# Work required
What appears from the first line of the data below through the line containing "let id = remote.id.as_str();", both included, should be copied exactly, and nothing else.

(Saved data entries)
- - -
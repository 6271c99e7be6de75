use super::{non_empty, parse_or_prior, rebuild_keyed, rebuild_strings, track_conditionally};
use crate::model::{CloudProvider, DeploymentModel, EnvironmentVariableModel, WorkerQueueModel};
use astroform_api::{DeploymentResponse, EnvironmentVariableResponse, WorkerQueue};
use astroform_cloud::{ResourceKind, Result};

/// Reconcile a deployment response into its model
///
/// `cluster_id` and `region` are tracked only once either side has a value;
/// an unset field stays unset while the platform reports nothing for it.
/// Secret environment variables keep their prior value, which the platform
/// never returns.
pub fn reconcile_deployment(
    prior: Option<&DeploymentModel>,
    remote: &DeploymentResponse,
) -> Result<DeploymentModel> {
    let id = remote.id.as_str();
    let kind = ResourceKind::Deployment;

    let deployment_type = parse_or_prior(
        kind,
        id,
        "type",
        &remote.deployment_type,
        prior.map(|p| p.deployment_type),
    )?;
    let executor = parse_or_prior(
        kind,
        id,
        "executor",
        &remote.executor,
        prior.map(|p| p.executor),
    )?;
    let scheduler_size = parse_or_prior(
        kind,
        id,
        "scheduler_size",
        &remote.scheduler_size,
        prior.map(|p| p.scheduler_size),
    )?;
    let cloud_provider = match remote.cloud_provider.parse::<CloudProvider>() {
        Ok(provider) => Some(provider),
        Err(_) => prior.and_then(|p| p.cloud_provider),
    };

    let astro_runtime_version = match non_empty(&remote.runtime_version) {
        Some(version) => version,
        None => prior.map(|p| p.astro_runtime_version.clone()).unwrap_or_default(),
    };

    let prior_queues = prior.map_or(&[][..], |p| &p.worker_queues[..]);
    let prior_variables = prior.map_or(&[][..], |p| &p.environment_variables[..]);
    let prior_emails = prior.map_or(&[][..], |p| &p.contact_emails[..]);

    Ok(DeploymentModel {
        id: Some(remote.id.clone()),
        name: remote.name.clone(),
        description: remote.description.clone(),
        workspace_id: remote.workspace_id.clone(),
        astro_runtime_version,
        deployment_type,
        executor,
        scheduler_size,
        cloud_provider,
        cluster_id: track_conditionally(
            prior.and_then(|p| p.cluster_id.as_deref()),
            &remote.cluster_id,
        ),
        region: track_conditionally(prior.and_then(|p| p.region.as_deref()), &remote.region),
        default_task_pod_cpu: remote.default_task_pod_cpu.clone(),
        default_task_pod_memory: remote.default_task_pod_memory.clone(),
        resource_quota_cpu: remote.resource_quota_cpu.clone(),
        resource_quota_memory: remote.resource_quota_memory.clone(),
        is_cicd_enforced: remote.is_cicd_enforced,
        is_dag_deploy_enforced: remote.is_dag_deploy_enabled,
        is_high_availability: remote.is_high_availability,
        contact_emails: rebuild_strings(prior_emails, &remote.contact_emails),
        worker_queues: rebuild_keyed(
            prior_queues,
            &remote.worker_queues,
            |p| p.name.as_str(),
            |r| r.name.as_str(),
            |r, _| worker_queue(r),
        ),
        environment_variables: rebuild_keyed(
            prior_variables,
            &remote.environment_variables,
            |p| p.key.as_str(),
            |r| r.key.as_str(),
            environment_variable,
        ),
        workload_identity: non_empty(&remote.workload_identity),
        external_ips: remote.external_ips.clone(),
    })
}

fn worker_queue(remote: &WorkerQueue) -> WorkerQueueModel {
    WorkerQueueModel {
        name: remote.name.clone(),
        astro_machine: non_empty(&remote.astro_machine),
        is_default: remote.is_default,
        max_worker_count: remote.max_worker_count,
        min_worker_count: remote.min_worker_count,
        worker_concurrency: remote.worker_concurrency,
        id: non_empty(&remote.id),
        node_pool_id: non_empty(&remote.node_pool_id),
        pod_cpu: non_empty(&remote.pod_cpu),
        pod_memory: non_empty(&remote.pod_memory),
    }
}

fn environment_variable(
    remote: &EnvironmentVariableResponse,
    prior: Option<&EnvironmentVariableModel>,
) -> EnvironmentVariableModel {
    let is_secret = remote.is_secret || prior.is_some_and(|p| p.is_secret);
    let value = match prior {
        Some(prior) if is_secret => prior.value.clone(),
        _ => remote.value.clone().unwrap_or_default(),
    };

    EnvironmentVariableModel {
        key: remote.key.clone(),
        value,
        is_secret,
        updated_at: non_empty(&remote.updated_at),
    }
}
- - -
# Response to this exercise
repository 6271c99e7be6de75
use super::{non_empty, parse_or_prior, rebuild_keyed, rebuild_strings, track_conditionally};
use crate::model::{CloudProvider, DeploymentModel, EnvironmentVariableModel, WorkerQueueModel};
use astroform_api::{DeploymentResponse, EnvironmentVariableResponse, WorkerQueue};
use astroform_cloud::{ResourceKind, Result};

/// Reconcile a deployment response into its model
///
/// `cluster_id` and `region` are tracked only once either side has a value;
/// an unset field stays unset while the platform reports nothing for it.
/// Secret environment variables keep their prior value, which the platform
/// never returns.
pub fn reconcile_deployment(
    prior: Option<&DeploymentModel>,
    remote: &DeploymentResponse,
) -> Result<DeploymentModel> {
    let id = remote.id.as_str();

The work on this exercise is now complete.